Novell Modular Authentication Service (NMAS) RADIUS 4.14
Novell ConsoleOne 1.3.6

Situation

Added attributes via ConsoleOne to a new RADIUS:Dial Access Profile object, however, the attributes are not being returned.

In comparison, existing RADIUS:Dial Access Profile objects with attributes work properly.

Resolution

Correct the rights to the attributes by the following process :
  1. Using ConsoleOne, locate the working "RADIUS:Dial Access Profile" object, and identify the rights that have been given to the object.

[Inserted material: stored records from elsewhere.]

//! Bounded-variable linear least squares.
//!
//! Solves
//!
//! ```text
//! minimize ‖X θ − y‖²   subject to   lower ≤ θ ≤ upper
//! ```
//!
//! with a primal active-set method on the normal equations (the problems here
//! have a handful of columns and many rows). Columns are scaled to unit norm
//! first so the free-block Cholesky factorisation sees a well-scaled matrix.
//!
//! Each iteration either
//! - solves the unconstrained problem in the free variables and, if that point
//!   leaves the box, steps toward it until the first bound is hit (that variable
//!   becomes bound), or
//! - frees the bound variable whose gradient most strongly points into the box.
//!
//! Variables that end on a bound are reported with the bound value itself, so
//! a violated bound is met exactly.

use nalgebra::{DMatrix, DVector};

use crate::error::FitError;
use crate::math::linalg::rcond;

/// Finite stand-in for an unbounded side.
pub const UNBOUNDED: f64 = 1e30;

/// Free-block reciprocal condition number below which the design is rank deficient.
const RANK_RCOND: f64 = 1e-14;

/// Status of one variable at the solution.
#[derive(Debug, Clone, Copy, PartialEq, Eq)]
pub enum BoundState {
    Free,
    AtLower,
    AtUpper,
}

/// Output of [`solve_bounded_least_squares`].
#[derive(Debug, Clone)]
pub struct BoundedSolution {
    pub theta: DVector<f64>,
    pub state: Vec<BoundState>,
    pub iterations: usize,
}

/// Solve the box-constrained least-squares problem.
///
/// `lower`/`upper` must have one entry per column of `x`; use [`UNBOUNDED`]
/// (or `±∞`, which is mapped to it) for unconstrained sides.
pub fn solve_bounded_least_squares(
    x: &DMatrix<f64>,
    y: &DVector<f64>,
    lower: &[f64],
    upper: &[f64],
) -> Result<BoundedSolution, FitError> {
    let p = x.ncols();
    if x.nrows() != y.len() {
        return Err(FitError::ShapeMismatch {
            expected: x.nrows(),
            found: y.len(),
            context: "least-squares target".to_string(),
        });
    }
    if lower.len() != p || upper.len() != p {
        return Err(FitError::ShapeMismatch {
            expected: p,
            found: lower.len().min(upper.len()),
            context: "parameter bounds".to_string(),
        });
    }
    if p == 0 {
        return Ok(BoundedSolution {
            theta: DVector::zeros(0),
            state: Vec::new(),
            iterations: 0,
        });
    }
    if x.iter().chain(y.iter()).any(|v| !v.is_finite()) {
        return Err(FitError::LeastSquares("non-finite design or target".to_string()));
    }

    let lower: Vec<f64> = lower.iter().map(|&v| clamp_sentinel(v)).collect();
    let upper: Vec<f64> = upper.iter().map(|&v| clamp_sentinel(v)).collect();
    for j in 0..p {
        if lower[j].is_nan() || upper[j].is_nan() || lower[j] > upper[j] {
            return Err(FitError::LeastSquares(format!(
                "infeasible bounds for parameter {j}: [{}, {}]",
                lower[j], upper[j]
            )));
        }
    }

    // Column scaling: θ_j = φ_j / c_j.
    let scale: Vec<f64> = (0..p).map(|j| x.column(j).norm()).collect();
    if let Some(j) = scale.iter().position(|&c| !(c > 0.0)) {
        return Err(FitError::LeastSquares(format!(
            "rank-deficient design: column {j} is identically zero"
        )));
    }
    let mut xs = x.clone();
    for j in 0..p {
        xs.column_mut(j).scale_mut(1.0 / scale[j]);
    }
    let h = xs.transpose() * &xs;
    let f = xs.transpose() * y;
    let lo: Vec<f64> = (0..p).map(|j| lower[j] * scale[j]).collect();
    let hi: Vec<f64> = (0..p).map(|j| upper[j] * scale[j]).collect();

    let grad_tol = 1e-12 * (1.0 + f.amax());
    let max_iter = 10 * (p + 1) + 50;

    let mut phi = DVector::<f64>::zeros(p);
    let mut state = vec![BoundState::Free; p];
    for j in 0..p {
        if lo[j] >= 0.0 {
            phi[j] = lo[j];
            state[j] = BoundState::AtLower;
        } else if hi[j] <= 0.0 {
            phi[j] = hi[j];
            state[j] = BoundState::AtUpper;
        }
    }

    let mut iterations = 0;
    loop {
        iterations += 1;
        if iterations > max_iter {
            return Err(FitError::LeastSquares(format!(
                "active set did not converge in {max_iter} iterations"
            )));
        }

        let free: Vec<usize> = (0..p).filter(|&j| state[j] == BoundState::Free).collect();
        if !free.is_empty() {
            let z = solve_free_block(&h, &f, &phi, &free)?;

            // Largest feasible step toward z along the segment phi → z.
            let mut alpha = 1.0;
            let mut blocking: Option<usize> = None;
            for (r, &j) in free.iter().enumerate() {
                let target = z[r];
                let ratio = if target < lo[j] {
                    (lo[j] - phi[j]) / (target - phi[j])
                } else if target > hi[j] {
                    (hi[j] - phi[j]) / (target - phi[j])
                } else {
                    continue;
                };
                let ratio = ratio.clamp(0.0, 1.0);
                if ratio < alpha || blocking.is_none() {
                    alpha = ratio;
                    blocking = Some(j);
                }
            }

            match blocking {
                None => {
                    for (r, &j) in free.iter().enumerate() {
                        phi[j] = z[r];
                    }
                }
                Some(_) => {
                    for (r, &j) in free.iter().enumerate() {
                        phi[j] += alpha * (z[r] - phi[j]);
                    }
                    // Pin every free variable that reached (or crossed) a bound.
                    for &j in &free {
                        let tol = 1e-14 * (1.0 + phi[j].abs());
                        if phi[j] <= lo[j] + tol {
                            phi[j] = lo[j];
                            state[j] = BoundState::AtLower;
                        } else if phi[j] >= hi[j] - tol {
                            phi[j] = hi[j];
                            state[j] = BoundState::AtUpper;
                        }
                    }
                    continue;
                }
            }
        }

        // KKT check on bound variables: w = -∇ = f - H φ.
        let w = &f - &h * &phi;
        let mut release: Option<(usize, f64)> = None;
        for j in 0..p {
            if lo[j] == hi[j] {
                continue;
            }
            let violation = match state[j] {
                BoundState::AtLower if w[j] > grad_tol => w[j],
                BoundState::AtUpper if w[j] < -grad_tol => -w[j],
                _ => continue,
            };
            if release.is_none_or(|(_, best)| violation > best) {
                release = Some((j, violation));
            }
        }

        match release {
            Some((j, _)) => state[j] = BoundState::Free,
            None => break,
        }
    }

    let theta = DVector::from_fn(p, |j, _| match state[j] {
        BoundState::AtLower => lower[j],
        BoundState::AtUpper => upper[j],
        BoundState::Free => phi[j] / scale[j],
    });
    if theta.iter().any(|v| !v.is_finite()) {
        return Err(FitError::LeastSquares("non-finite solution".to_string()));
    }

    Ok(BoundedSolution {
        theta,
        state,
        iterations,
    })
}

fn clamp_sentinel(v: f64) -> f64 {
    v.clamp(-UNBOUNDED, UNBOUNDED)
}

/// Minimise over the free variables with the bound ones held at their values.
fn solve_free_block(
    h: &DMatrix<f64>,
    f: &DVector<f64>,
    phi: &DVector<f64>,
    free: &[usize],
) -> Result<DVector<f64>, FitError> {
    let nf = free.len();
    let h_ff = DMatrix::from_fn(nf, nf, |r, c| h[(free[r], free[c])]);
    let rhs = DVector::from_fn(nf, |r, _| {
        let i = free[r];
        let mut v = f[i];
        for j in 0..phi.len() {
            if !free.contains(&j) {
                v -= h[(i, j)] * phi[j];
            }
        }
        v
    });

    let rc = rcond(&h_ff);
    if rc < RANK_RCOND {
        return Err(FitError::LeastSquares(format!(
            "rank-deficient design (rcond of normal matrix = {rc:.3e})"
        )));
    }
    let chol = h_ff
        .cholesky()
        .ok_or_else(|| FitError::LeastSquares("normal matrix is not positive definite".to_string()))?;
    Ok(chol.solve(&rhs))
}

#[cfg(test)]
mod tests {
    use super::*;

    fn line_problem() -> (DMatrix<f64>, DVector<f64>) {
        // y = 2 + 3x on x = 0..4
        let x = DMatrix::from_fn(5, 2, |r, c| if c == 0 { 1.0 } else { r as f64 });
        let y = DVector::from_fn(5, |r, _| 2.0 + 3.0 * r as f64);
        (x, y)
    }

    #[test]
    fn unconstrained_matches_ordinary_least_squares() {
        let (x, y) = line_problem();
        let sol = solve_bounded_least_squares(&x, &y, &[-UNBOUNDED; 2], &[UNBOUNDED; 2]).unwrap();
        assert!((sol.theta[0] - 2.0).abs() < 1e-10);
        assert!((sol.theta[1] - 3.0).abs() < 1e-10);
        assert_eq!(sol.state, vec![BoundState::Free, BoundState::Free]);
    }

    #[test]
    fn violated_bound_is_met_exactly() {
        let (x, y) = line_problem();
        let sol = solve_bounded_least_squares(&x, &y, &[-UNBOUNDED, -UNBOUNDED], &[UNBOUNDED, 2.5])
            .unwrap();
        assert_eq!(sol.theta[1], 2.5);
        assert_eq!(sol.state[1], BoundState::AtUpper);
        // Intercept re-optimised given slope 2.5: mean(y - 2.5 x) = 2 + 0.5 * 2 = 3.
        assert!((sol.theta[0] - 3.0).abs() < 1e-10);
    }

    #[test]
    fn infinite_bounds_are_accepted() {
        let (x, y) = line_problem();
        let sol = solve_bounded_least_squares(
            &x,
            &y,
            &[f64::NEG_INFINITY, 0.0],
            &[f64::INFINITY, f64::INFINITY],
        )
        .unwrap();
        assert!((sol.theta[1] - 3.0).abs() < 1e-10);
    }

    #[test]
    fn rank_deficiency_and_infeasible_bounds_fail() {
        let x = DMatrix::from_row_slice(3, 2, &[1.0, 2.0, 1.0, 2.0, 1.0, 2.0]);
        let y = DVector::from_row_slice(&[1.0, 1.0, 1.0]);
        let err = solve_bounded_least_squares(&x, &y, &[-UNBOUNDED; 2], &[UNBOUNDED; 2]).unwrap_err();
        assert!(matches!(err, FitError::LeastSquares(_)));

        let (x, y) = line_problem();
        let err = solve_bounded_least_squares(&x, &y, &[1.0, 0.0], &[0.0, 1.0]).unwrap_err();
        assert!(matches!(err, FitError::LeastSquares(_)));
    }

    #[test]
    fn zero_columns_give_empty_solution() {
        let x = DMatrix::<f64>::zeros(4, 0);
        let y = DVector::from_element(4, 1.0);
        let sol = solve_bounded_least_squares(&x, &y, &[], &[]).unwrap();
        assert_eq!(sol.theta.len(), 0);
    }
}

For example, the [PUBLIC] pseudo user typically has read rights to the "RADIUS:Attribute List".
  2. Locate the new "RADIUS:Dial Access Profile" object, and add similar rights to the new object.
  3. Run
    RADIUS REFRESHCACHE
    on the RADIUS server.
  4. Attempt the login.
Alternatively, the process to identify the missing attribute rights using the ConsoleOne NDS Import/Export wizard is as follows :
  1. In this method, start the NDS Import/Export Wizard.
  2. Select "Export" and click "Next".
  3. Specify port 636, and the BorderManager/RADIUS server's IP address.
  4. Choose "authenticated login" and use an admin account in LDAP syntax (e.g. "cn=admin,o=novell").
  5. Specify the password, and click "Next".
  6. Specify the DN for the functional "RADIUS:Dial Access Profile" object in LDAP syntax (e.g. "cn=DAP,o=novell").
  7. Click "Next".
  8. Specify the file to export to, and click "Next".
  9. Click "Finish".
  10. Repeat the process for the failing "RADIUS:Dial Access Profile" object.
  11. Compare the ACL: lines in each to see what is missing on the broken one.
  12. Add each trustee right that was missing.

Additional Information

In a RADDBG.LOG file, this issue is typically manifest by seeing :

PutAttributesInBuffer, calling FilterAttribute
Filter attribute, vendorID: 0, attribute: 7
PutAttributesInBuffer, calling FilterAttribute
Filter attribute, vendorID: 0, attribute: 15
PutAttributesInBuffer, calling FilterAttribute
Filter attribute, vendorID: 0, attribute: 10
PutAttributesInBuffer, calling FilterAttribute
Filter attribute, vendorID: 0, attribute: 6
->Sending Access-Accept (2) [(ip) 156.42.235.142(3813)] count=76
->Inserting into RespQ , code(2) id(20).
-------- END : (Access-Request (1)) [(ip) 156.42.235.142:3813]: time:1674199868---
While the failing "RADIUS:Dial Access Profile" object will not show any of the Filter: or PutAttributesInFilter lines.